Here are a few more details of life with the Vulcan fleet.
 
Exercise Moonflower and Sunflower were both detachments to the Far East and Darwin in the northern tip of Australia.  Moonflowers took the Eastern route through the Mediterranean and the Middle East, whilst the Sunflowers went via the USA and Pacific.  There were usually 4 ac supported by a full compliment of ground support of engineers, supply, catering and admin staff.  My Moonflower was in June 1971.  The first objective was to get the ac out to Darwin and have the support staff in place as soon as possible to facilitate the exercise.  The support teams were split into advanced parties and a main party.  The advanced parties were sent out ahead of the Vulcans to be deployed at the various staging posts along the route.  These were Cyprus, Masirah in the Persian Gulf, Gan in the Maldives and Singapore.  They went out ahead of the Vulcans so that they could stage the ac through.  They would then be picked up by a support ac once the main party had gone through.  Well, that was the theory.  We were at the behest of Support Command to achieve this and it did not always work.

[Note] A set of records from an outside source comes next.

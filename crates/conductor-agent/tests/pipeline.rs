//! End-to-end tests for the receive → resolve → execute → reconcile path,
//! including the full scheduler-to-agent flow.

use std::path::{Path, PathBuf};
use std::sync::Arc;
use std::time::Duration;

use async_trait::async_trait;
use chrono::{TimeZone, Utc};
use flate2::write::GzEncoder;
use flate2::Compression;
use rusqlite::Connection;
use tokio::sync::watch;

use conductor_agent::{
    AgentWorker, EntryPoint, EntryPointFactory, EntryPointFault, EntryPointRegistry,
    ExecutionContext, ExecutionEngine,
};
use conductor_core::config::{AgentConfig, SchedulerConfig};
use conductor_packages::{
    Dependency, FsPackageStore, NoRestorer, PackageResolver, PackageStore, ResolvedPackage,
    Restorer,
};
use conductor_queue::{LeaseQueue, QueueMessage, SqliteLeaseQueue};
use conductor_scheduler::SchedulerEngine;
use conductor_store::MetadataStore;

fn build_archive(entries: &[(&str, &str)]) -> Vec<u8> {
    let encoder = GzEncoder::new(Vec::new(), Compression::default());
    let mut builder = tar::Builder::new(encoder);
    for (path, contents) in entries {
        let mut header = tar::Header::new_gnu();
        header.set_size(contents.len() as u64);
        header.set_mode(0o644);
        header.set_cksum();
        builder
            .append_data(&mut header, path, contents.as_bytes())
            .unwrap();
    }
    builder.into_inner().unwrap().finish().unwrap()
}

struct Fixture {
    store: Arc<MetadataStore>,
    queue: Arc<SqliteLeaseQueue>,
    packages: tempfile::TempDir,
    config: AgentConfig,
}

impl Fixture {
    fn new() -> Self {
        let store = Arc::new(MetadataStore::new(Connection::open_in_memory().unwrap()).unwrap());
        let queue =
            Arc::new(SqliteLeaseQueue::new(Connection::open_in_memory().unwrap()).unwrap());
        let packages = tempfile::tempdir().unwrap();
        let config = AgentConfig {
            receive_poll_secs: 1,
            ..AgentConfig::default()
        };
        Self {
            store,
            queue,
            packages,
            config,
        }
    }

    fn put_archive(&self, key: &str, entries: &[(&str, &str)]) {
        FsPackageStore::new(self.packages.path())
            .put(key, &build_archive(entries))
            .unwrap();
    }

    fn engine(&self, registry: EntryPointRegistry) -> ExecutionEngine {
        let resolver = PackageResolver::new(
            Arc::new(FsPackageStore::new(self.packages.path())),
            Arc::new(NoRestorer),
            "py312",
        );
        ExecutionEngine::new(self.store.clone(), resolver, registry, self.config.clone())
    }

    fn worker(&self, registry: EntryPointRegistry) -> AgentWorker {
        AgentWorker::new(
            self.queue.clone(),
            self.engine(registry),
            self.config.clone(),
        )
    }

    /// Seed one enabled job with an in-process instance, as the scheduler
    /// would leave them, and return the matching queue message.
    fn seed_dispatched_job(&self, artifact_key: &str) -> QueueMessage {
        let job = self
            .store
            .create_job("etl", true, None, Some(artifact_key))
            .unwrap();
        let sched = self
            .store
            .create_schedule(job.id, true, [true; 7], None, None, None)
            .unwrap();
        let now = Utc::now();
        let instance_id = self.store.create_instance(sched.id, now, "Scheduler").unwrap();
        let msg = QueueMessage {
            job_instance_id: instance_id,
            job_id: job.id,
            queued_at: now,
            job_environment: None,
            job_queue_name: Some("jobs".into()),
        };
        self.queue.enqueue("jobs", &msg).unwrap();
        msg
    }
}

/// Wait for `predicate` to hold, failing the test after five seconds.
async fn wait_until(mut predicate: impl FnMut() -> bool) {
    for _ in 0..100 {
        if predicate() {
            return;
        }
        tokio::time::sleep(Duration::from_millis(50)).await;
    }
    panic!("condition not reached within deadline");
}

struct FakeEntryPoint {
    lines: Vec<String>,
}

#[async_trait]
impl EntryPoint for FakeEntryPoint {
    async fn run(&self, _ctx: &ExecutionContext) -> Result<Vec<String>, EntryPointFault> {
        Ok(self.lines.clone())
    }
}

struct FakeFactory {
    lines: Vec<String>,
}

impl EntryPointFactory for FakeFactory {
    fn locate(&self, _package: &ResolvedPackage) -> Option<Arc<dyn EntryPoint>> {
        Some(Arc::new(FakeEntryPoint {
            lines: self.lines.clone(),
        }))
    }
}

fn fake_registry(lines: &[&str]) -> EntryPointRegistry {
    let mut registry = EntryPointRegistry::new();
    registry.register(
        conductor_packages::Language::Python,
        Arc::new(FakeFactory {
            lines: lines.iter().map(|s| s.to_string()).collect(),
        }),
    );
    registry
}

const PYTHON_MANIFEST: &str = r#"{"id":"demo","version":"1.0.0","language":"python"}"#;

#[tokio::test]
async fn successful_run_completes_instance_and_deletes_message() {
    let f = Fixture::new();
    f.put_archive(
        "demo.tar.gz",
        &[
            ("manifest.json", PYTHON_MANIFEST),
            ("code_python/main.py", "print('hi')"),
        ],
    );
    let msg = f.seed_dispatched_job("demo.tar.gz");

    let outcome = f
        .engine(fake_registry(&["step one", "step two"]))
        .process(&msg)
        .await
        .unwrap();

    assert!(outcome.success);
    assert!(outcome.logs.contains(&"step one".to_string()));

    let instance = f.store.get_instance(msg.job_instance_id).unwrap().unwrap();
    assert!(instance.is_terminal());
    assert!(!instance.has_error);
    assert_eq!(instance.updated_by.as_deref(), Some("JobExecutor"));

    let job = f.store.get_job(msg.job_id).unwrap().unwrap();
    assert!(!job.queued && !job.in_process && !job.has_error);
}

#[tokio::test]
async fn missing_entry_point_is_reported_and_message_still_deleted() {
    let f = Fixture::new();
    // Code folder exists but the conventional entry file does not.
    f.put_archive(
        "broken.tar.gz",
        &[
            ("manifest.json", PYTHON_MANIFEST),
            ("code_python/helper.py", "pass"),
        ],
    );
    let msg = f.seed_dispatched_job("broken.tar.gz");

    let (shutdown_tx, shutdown_rx) = watch::channel(false);
    let worker = f.worker(EntryPointRegistry::with_defaults());
    let task = tokio::spawn(worker.run(shutdown_rx));

    let store = f.store.clone();
    let instance_id = msg.job_instance_id;
    wait_until(move || {
        store
            .get_instance(instance_id)
            .unwrap()
            .unwrap()
            .is_terminal()
    })
    .await;

    let instance = f.store.get_instance(msg.job_instance_id).unwrap().unwrap();
    assert!(instance.has_error);
    assert!(f.store.get_job(msg.job_id).unwrap().unwrap().has_error);
    // Deterministic defect: the message must not come back.
    assert_eq!(f.queue.depth("jobs").unwrap(), 0);

    shutdown_tx.send(true).unwrap();
    task.await.unwrap();
}

#[tokio::test]
async fn missing_entry_point_log_names_the_entry_point() {
    let f = Fixture::new();
    f.put_archive(
        "broken.tar.gz",
        &[
            ("manifest.json", PYTHON_MANIFEST),
            ("code_python/helper.py", "pass"),
        ],
    );
    let msg = f.seed_dispatched_job("broken.tar.gz");

    let outcome = f
        .engine(EntryPointRegistry::with_defaults())
        .process(&msg)
        .await
        .unwrap();

    assert!(!outcome.success);
    assert!(outcome
        .logs
        .iter()
        .any(|l| l.contains("entry point 'execute_job' not found")));
}

#[tokio::test]
async fn misrouted_message_is_rerouted_not_executed() {
    let f = Fixture::new();
    f.put_archive(
        "demo.tar.gz",
        &[
            ("manifest.json", PYTHON_MANIFEST),
            ("code_python/main.py", "print('hi')"),
        ],
    );
    let mut msg = f.seed_dispatched_job("demo.tar.gz");

    // Re-tag the enqueued copy for a different physical queue.
    let (received, handle) = f
        .queue
        .receive("jobs", Duration::from_secs(60))
        .unwrap()
        .unwrap();
    f.queue.delete(&handle).unwrap();
    msg.job_queue_name = Some("etl-heavy".into());
    assert_eq!(received.job_instance_id, msg.job_instance_id);
    f.queue.enqueue("jobs", &msg).unwrap();

    let (shutdown_tx, shutdown_rx) = watch::channel(false);
    let worker = f.worker(fake_registry(&[]));
    let task = tokio::spawn(worker.run(shutdown_rx));

    let queue = f.queue.clone();
    wait_until(move || queue.depth("etl-heavy").unwrap() == 1).await;
    assert_eq!(f.queue.depth("jobs").unwrap(), 0);

    // Never executed here, so the instance is still in process.
    let instance = f.store.get_instance(msg.job_instance_id).unwrap().unwrap();
    assert!(instance.in_process);

    shutdown_tx.send(true).unwrap();
    task.await.unwrap();
}

#[tokio::test(start_paused = true)]
async fn execution_deadline_is_an_execution_fault() {
    struct StallingEntryPoint;

    #[async_trait]
    impl EntryPoint for StallingEntryPoint {
        async fn run(&self, _ctx: &ExecutionContext) -> Result<Vec<String>, EntryPointFault> {
            tokio::time::sleep(Duration::from_secs(3600)).await;
            Ok(Vec::new())
        }
    }

    struct StallingFactory;

    impl EntryPointFactory for StallingFactory {
        fn locate(&self, _package: &ResolvedPackage) -> Option<Arc<dyn EntryPoint>> {
            Some(Arc::new(StallingEntryPoint))
        }
    }

    let f = Fixture::new();
    f.put_archive(
        "slow.tar.gz",
        &[
            ("manifest.json", PYTHON_MANIFEST),
            ("code_python/main.py", "print('hi')"),
        ],
    );
    let msg = f.seed_dispatched_job("slow.tar.gz");

    let mut registry = EntryPointRegistry::new();
    registry.register(conductor_packages::Language::Python, Arc::new(StallingFactory));

    let outcome = f.engine(registry).process(&msg).await.unwrap();

    assert!(!outcome.success);
    assert!(outcome.logs.iter().any(|l| l.contains("deadline")));
    let instance = f.store.get_instance(msg.job_instance_id).unwrap().unwrap();
    assert!(instance.has_error && instance.is_terminal());
}

#[tokio::test(start_paused = true)]
async fn hung_dependency_restore_hits_the_execution_deadline() {
    struct HangingRestorer;

    #[async_trait]
    impl Restorer for HangingRestorer {
        async fn restore(
            &self,
            _deps: &[Dependency],
            _work_dir: &Path,
        ) -> conductor_packages::Result<Vec<PathBuf>> {
            std::future::pending().await
        }
    }

    let f = Fixture::new();
    f.put_archive(
        "stuck.tar.gz",
        &[
            (
                "manifest.json",
                r#"{"id":"stuck","version":"1.0.0","language":"python",
                   "dependencies":[{"id":"requests","version":"2.32"}]}"#,
            ),
            ("code_python/main.py", "print('hi')"),
        ],
    );
    let msg = f.seed_dispatched_job("stuck.tar.gz");

    let resolver = PackageResolver::new(
        Arc::new(FsPackageStore::new(f.packages.path())),
        Arc::new(HangingRestorer),
        "py312",
    );
    let engine = ExecutionEngine::new(
        f.store.clone(),
        resolver,
        EntryPointRegistry::with_defaults(),
        f.config.clone(),
    );

    let outcome = engine.process(&msg).await.unwrap();

    assert!(!outcome.success);
    assert!(outcome.logs.iter().any(|l| l.contains("deadline")));
    let instance = f.store.get_instance(msg.job_instance_id).unwrap().unwrap();
    assert!(instance.has_error && instance.is_terminal());
}

#[tokio::test]
async fn scheduler_to_agent_round_trip() {
    let f = Fixture::new();
    f.put_archive(
        "demo.tar.gz",
        &[
            ("manifest.json", PYTHON_MANIFEST),
            ("code_python/main.py", "print('hi')"),
        ],
    );
    let job = f
        .store
        .create_job("etl", true, None, Some("demo.tar.gz"))
        .unwrap();
    f.store
        .create_schedule(job.id, true, [true; 7], None, None, None)
        .unwrap();

    let scheduler = SchedulerEngine::new(
        f.store.clone(),
        f.queue.clone(),
        SchedulerConfig::default(),
    );
    // 2025-06-02 is a Monday.
    let now = Utc.with_ymd_and_hms(2025, 6, 2, 9, 0, 0).unwrap();
    let report = scheduler.tick(now).unwrap();
    assert_eq!(report.dispatched, 1);
    assert_eq!(f.queue.depth("jobs").unwrap(), 1);

    let (shutdown_tx, shutdown_rx) = watch::channel(false);
    let worker = f.worker(fake_registry(&["done"]));
    let task = tokio::spawn(worker.run(shutdown_rx));

    let queue = f.queue.clone();
    wait_until(move || queue.depth("jobs").unwrap() == 0).await;

    let store = f.store.clone();
    wait_until(move || !store.get_job(job.id).unwrap().unwrap().queued).await;

    let job = f.store.get_job(job.id).unwrap().unwrap();
    assert!(!job.in_process && !job.has_error);
    // The dispatched instance is the schedule's only one, now completed.
    let instance = f.store.get_instance(1).unwrap().unwrap();
    assert!(instance.is_terminal() && !instance.has_error);

    shutdown_tx.send(true).unwrap();
    task.await.unwrap();
}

I, for my sins had drawn the shorter straw of the advanced parties and was to be dropped off in the island of Masirah.  The advanced parties boarded a Britannia ac, a four engine turbo prop commonly known as the Whispering Giant, and took off for RAF Akrotiri on the island of Cyprus, to drop the advanced party there, before flying on to Masirah, dropping us off, then on to Gan, Singapore and Darwin.  When we got to Cyprus, the Britannia went U/S and so we had an unscheduled overnight stop.  We boarded the supposedly serviceable Brit the next morning to continue the journey when, surprise surprise, the Brit went U/S again.  We had not even started the engines.  Everybody got off the plane and back to the movements terminal.  In the meantime, the Vulcans came in, refuelled, turned round (TR servicing) and proceeded on their way.  They were now ahead of the advanced parties.  Still, each ac had a couple of crew chiefs on board so were capable of looking after themselves if necessary.  We anticipated just getting back on board the Brit once she was serviceable and flying straight through to Darwin, missing out on our stay on the “glorious” island of Masirah.  We were then told that there was a Hercules about to leave for Masirah in support of a Phantom exercise, so we were put on the passenger list for the flight.  We could at least be in Masirah to see the Vulcans off.  “Can we have our baggage off the Brit please?” we asked expectantly.  Normally that would not have been a problem.  However, a VC10 had just landed and in those days, a VC10 flight had priority over everything short of the Queens Flight.  So there were no movements personnel to get our luggage.  We climbed aboard the Hercules in the clothes we had on when we left UK apart from overnight cabin baggage.  We had already used that in Cyprus.  Landing in Masirah at about 11pm local time, I experienced my first taste of a hot climate.  As I got off the Herc, I walked across the pan thinking there was an ac running its engine just a short distance away.  No!  It was a hot desert wind blowing.  What is it going to be like in the heat of the day?    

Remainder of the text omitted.